UNE AMÉLIORATION NOTABLE

«On ne peut pas le nier, des efforts sont faits», tient à souligner Vincent Michel, président de la Fédération des aveugles et handicapés visuels. En 2010, quelque 20 000 lycéens avaient accès aux aménagements d’épreuves, soit une augmentation de près de 10 000 étudiants en trois ans. Selon Philippe Van den Herreweghe, délégué ministériel aux personnes handicapées au sein du ministère de l’Éducation nationale, ces chiffres s’expliquent notamment par la hausse importante de la scolarisation des enfants handicapés: «Entre 2009 et 2014, on note 80% de lycéens handicapés en plus !» Une croissance des effectifs qui nécessite quelques adaptations. Pour répondre aux besoins d’accompagnement, la loi prévoit cinq types d’aménagements : le tiers-temps (les étudiants disposent d’un tiers du temps de l’épreuve en plus), l’aide technique ou humaine (ordinateur, secrétaire), la conservation des notes pendant cinq ans, l’étalement du passage des épreuves sur plusieurs sessions ou la dispense de certaines épreuves comme le sport ou les langues vivantes.

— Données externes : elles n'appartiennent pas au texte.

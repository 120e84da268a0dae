//! Shared fixtures: agent classes exercising the platform from tests.

use async_trait::async_trait;
use rpc_ai_agents::agent::builtin::register_builtin_agents;
use rpc_ai_agents::agent::registry::register_agent_class;
use rpc_ai_agents::agent::{generate_agent_id, Agent, AgentConfig, AgentId};
use rpc_ai_agents::message::{Message, Msg};
use serde_json::Value;
use std::sync::Mutex;
use std::time::Duration;

/// An agent whose `reply` always fails.
pub struct BoomAgent {
    agent_id: AgentId,
    init_settings: AgentConfig,
}

#[async_trait]
impl Agent for BoomAgent {
    fn name(&self) -> &str {
        "boom"
    }

    fn agent_id(&self) -> &str {
        &self.agent_id
    }

    fn set_agent_id(&mut self, agent_id: AgentId) {
        self.agent_id = agent_id;
    }

    fn init_settings(&self) -> &AgentConfig {
        &self.init_settings
    }

    async fn reply(&self, _input: Option<Message>) -> anyhow::Result<Message> {
        anyhow::bail!("BoomAgent always explodes")
    }

    async fn observe(&self, _inputs: Vec<Message>) -> anyhow::Result<()> {
        Ok(())
    }
}

/// An agent that sleeps for `delay_ms` before echoing its input.
pub struct SleepyAgent {
    agent_id: AgentId,
    init_settings: AgentConfig,
    delay: Duration,
}

#[async_trait]
impl Agent for SleepyAgent {
    fn name(&self) -> &str {
        "sleepy"
    }

    fn agent_id(&self) -> &str {
        &self.agent_id
    }

    fn set_agent_id(&mut self, agent_id: AgentId) {
        self.agent_id = agent_id;
    }

    fn init_settings(&self) -> &AgentConfig {
        &self.init_settings
    }

    async fn reply(&self, input: Option<Message>) -> anyhow::Result<Message> {
        tokio::time::sleep(self.delay).await;
        let content = input
            .as_ref()
            .and_then(Message::as_msg)
            .map(|msg| msg.content.clone())
            .unwrap_or(Value::Null);
        Ok(Message::Msg(Msg::new("sleepy", content)))
    }

    async fn observe(&self, _inputs: Vec<Message>) -> anyhow::Result<()> {
        Ok(())
    }
}

/// An agent that records everything it observes.
///
/// Its `reply` returns the recorded contents, which lets tests check what
/// `observe` actually delivered.
pub struct TapeAgent {
    agent_id: AgentId,
    init_settings: AgentConfig,
    observed: Mutex<Vec<Value>>,
}

#[async_trait]
impl Agent for TapeAgent {
    fn name(&self) -> &str {
        "tape"
    }

    fn agent_id(&self) -> &str {
        &self.agent_id
    }

    fn set_agent_id(&mut self, agent_id: AgentId) {
        self.agent_id = agent_id;
    }

    fn init_settings(&self) -> &AgentConfig {
        &self.init_settings
    }

    async fn reply(&self, _input: Option<Message>) -> anyhow::Result<Message> {
        let observed = self.observed.lock().unwrap().clone();
        Ok(Message::Msg(Msg::new("tape", Value::Array(observed))))
    }

    async fn observe(&self, inputs: Vec<Message>) -> anyhow::Result<()> {
        let mut observed = self.observed.lock().unwrap();
        for message in &inputs {
            let content = message
                .as_msg()
                .map(|msg| msg.content.clone())
                .unwrap_or(Value::Null);
            observed.push(content);
        }
        Ok(())
    }
}

/// Registers every test agent class plus the built-ins.
pub fn register_test_agents() {
    register_builtin_agents();
    register_agent_class("boom", |config| {
        Ok(Box::new(BoomAgent {
            agent_id: generate_agent_id(),
            init_settings: config,
        }) as Box<dyn Agent>)
    });
    register_agent_class("sleepy", |config| {
        let delay_ms = config
            .kwargs
            .get("delay_ms")
            .and_then(Value::as_u64)
            .unwrap_or(0);
        Ok(Box::new(SleepyAgent {
            agent_id: generate_agent_id(),
            delay: Duration::from_millis(delay_ms),
            init_settings: config,
        }) as Box<dyn Agent>)
    });
    register_agent_class("tape", |config| {
        Ok(Box::new(TapeAgent {
            agent_id: generate_agent_id(),
            init_settings: config,
            observed: Mutex::new(Vec::new()),
        }) as Box<dyn Agent>)
    });
}
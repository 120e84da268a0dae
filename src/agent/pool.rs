//! Per-server pool of live agent instances.
//!
//! Maps `agent_id` to the instance and serializes create/clone/delete under
//! one mutex. Handlers take `Arc` clones of instances, so deleting an agent
//! while one of its replies is in flight leaves the worker holding a live
//! handle rather than faulting.

use std::collections::HashMap;
use std::sync::{Arc, Mutex};

use thiserror::Error;
use tracing::info;

use super::{registry, Agent, AgentConfig, AgentId};

/// Errors from agent lifecycle operations.
#[derive(Debug, Error)]
pub enum PoolError {
    /// The agent id is not present in the pool.
    #[error("Agent [{0}] not exists")]
    NotFound(AgentId),
    /// The constructor blob names a class nobody registered.
    #[error("Unknown agent class [{0}]")]
    UnknownClass(String),
    /// Creation of a new agent was requested without a constructor blob.
    #[error("Agent [{0}] has no constructor config")]
    MissingConfig(AgentId),
    /// The class factory failed.
    #[error("Failed to construct agent of class [{class_name}]: {source:#}")]
    Construction {
        /// Class whose factory failed.
        class_name: String,
        /// Underlying construction failure.
        #[source]
        source: anyhow::Error,
    },
}

/// Thread-safe map from agent id to live instance.
#[derive(Clone, Default)]
pub struct AgentPool {
    agents: Arc<Mutex<HashMap<AgentId, Arc<dyn Agent>>>>,
}

impl AgentPool {
    /// Creates an empty pool.
    pub fn new() -> Self {
        Self::default()
    }

    /// Whether the agent exists.
    pub fn exists(&self, agent_id: &str) -> bool {
        self.agents.lock().unwrap().contains_key(agent_id)
    }

    /// Point lookup returning a shared handle.
    pub fn get(&self, agent_id: &str) -> Option<Arc<dyn Agent>> {
        self.agents.lock().unwrap().get(agent_id).cloned()
    }

    /// Creates an agent under the requested id.
    ///
    /// No-op when the id already exists. Otherwise the class registry builds
    /// the instance from the blob and its id is forced to `agent_id` before
    /// insertion, so there are never partial entries.
    pub fn create(&self, agent_id: &str, config: Option<AgentConfig>) -> Result<(), PoolError> {
        let mut agents = self.agents.lock().unwrap();
        if agents.contains_key(agent_id) {
            return Ok(());
        }
        let config = config.ok_or_else(|| PoolError::MissingConfig(agent_id.to_string()))?;
        let mut agent = build_agent(&config)?;
        agent.set_agent_id(agent_id.to_string());
        agents.insert(agent_id.to_string(), Arc::from(agent));
        info!("create agent instance [{agent_id}]");
        Ok(())
    }

    /// Deletes the agent if present; no-op otherwise.
    pub fn delete(&self, agent_id: &str) {
        if self.agents.lock().unwrap().remove(agent_id).is_some() {
            info!("delete agent instance [{agent_id}]");
        }
    }

    /// Clones an agent from its recorded `init_settings`.
    ///
    /// The clone gets a freshly generated id, which is returned.
    pub fn clone_agent(&self, agent_id: &str) -> Result<AgentId, PoolError> {
        let source = self
            .get(agent_id)
            .ok_or_else(|| PoolError::NotFound(agent_id.to_string()))?;
        let agent = build_agent(source.init_settings())?;
        let new_id = agent.agent_id().to_string();
        self.agents
            .lock()
            .unwrap()
            .insert(new_id.clone(), Arc::from(agent));
        info!("clone agent instance [{agent_id}] into [{new_id}]");
        Ok(new_id)
    }

    /// Number of live agents.
    pub fn len(&self) -> usize {
        self.agents.lock().unwrap().len()
    }

    /// Whether the pool holds no agents.
    pub fn is_empty(&self) -> bool {
        self.len() == 0
    }
}

fn build_agent(config: &AgentConfig) -> Result<Box<dyn Agent>, PoolError> {
    let factory = registry::agent_class(&config.class_name)
        .ok_or_else(|| PoolError::UnknownClass(config.class_name.clone()))?;
    factory(config.clone()).map_err(|source| PoolError::Construction {
        class_name: config.class_name.clone(),
        source,
    })
}

#[cfg(test)]
mod tests {
    use super::*;
    use crate::agent::builtin::register_builtin_agents;
    use crate::agent::builtin::EchoAgent;

    fn echo_config() -> AgentConfig {
        AgentConfig::new(EchoAgent::CLASS_NAME).kwarg("name", "echo-under-test")
    }

    #[test]
    fn test_create_exists_delete() {
        register_builtin_agents();
        let pool = AgentPool::new();
        assert!(!pool.exists("a1"));

        pool.create("a1", Some(echo_config())).unwrap();
        assert!(pool.exists("a1"));
        assert_eq!(pool.get("a1").unwrap().agent_id(), "a1");

        pool.delete("a1");
        assert!(!pool.exists("a1"));
        // Deleting again is a no-op.
        pool.delete("a1");
    }

    #[test]
    fn test_create_existing_id_is_noop() {
        register_builtin_agents();
        let pool = AgentPool::new();
        pool.create("a1", Some(echo_config())).unwrap();
        let first = pool.get("a1").unwrap();

        // Second create with no config would fail if it tried to construct.
        pool.create("a1", None).unwrap();
        assert!(Arc::ptr_eq(&first, &pool.get("a1").unwrap()));
    }

    #[test]
    fn test_create_without_config_fails() {
        let pool = AgentPool::new();
        let err = pool.create("a1", None).unwrap_err();
        assert!(matches!(err, PoolError::MissingConfig(_)));
    }

    #[test]
    fn test_create_unknown_class_fails() {
        let pool = AgentPool::new();
        let err = pool
            .create("a1", Some(AgentConfig::new("never-registered")))
            .unwrap_err();
        assert!(matches!(err, PoolError::UnknownClass(_)));
    }

    #[test]
    fn test_clone_uses_init_settings() {
        register_builtin_agents();
        let pool = AgentPool::new();
        pool.create("a1", Some(echo_config())).unwrap();

        let new_id = pool.clone_agent("a1").unwrap();
        assert_ne!(new_id, "a1");
        let cloned = pool.get(&new_id).unwrap();
        let original = pool.get("a1").unwrap();
        assert_eq!(cloned.name(), "echo-under-test");
        assert_eq!(cloned.init_settings(), original.init_settings());
    }

    #[test]
    fn test_clone_missing_agent_fails() {
        let pool = AgentPool::new();
        let err = pool.clone_agent("ghost").unwrap_err();
        assert!(matches!(err, PoolError::NotFound(_)));
    }
}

LE SACRO-SAINT TIERS TEMPS

Les associations de «dys» (dysorthographie, dyslexie, dyspraxie, dysgraphie…) assurent que le tiers-temps est presque systématiquement accordé par les rectorats en charge de l’attribution des aménagements et pointent une solution de facilité : «Un enfant dysgraphique, qui peine à former ses lettres et ses mots, ne parviendra pas à écrire correctement même si vous lui accordez quarante minutes supplémentaires». Au sein du ministère, on tente de tempérer : «On ne connaît pas la répartition exacte des aménagements accordés, ces données n’ont jamais été collectées».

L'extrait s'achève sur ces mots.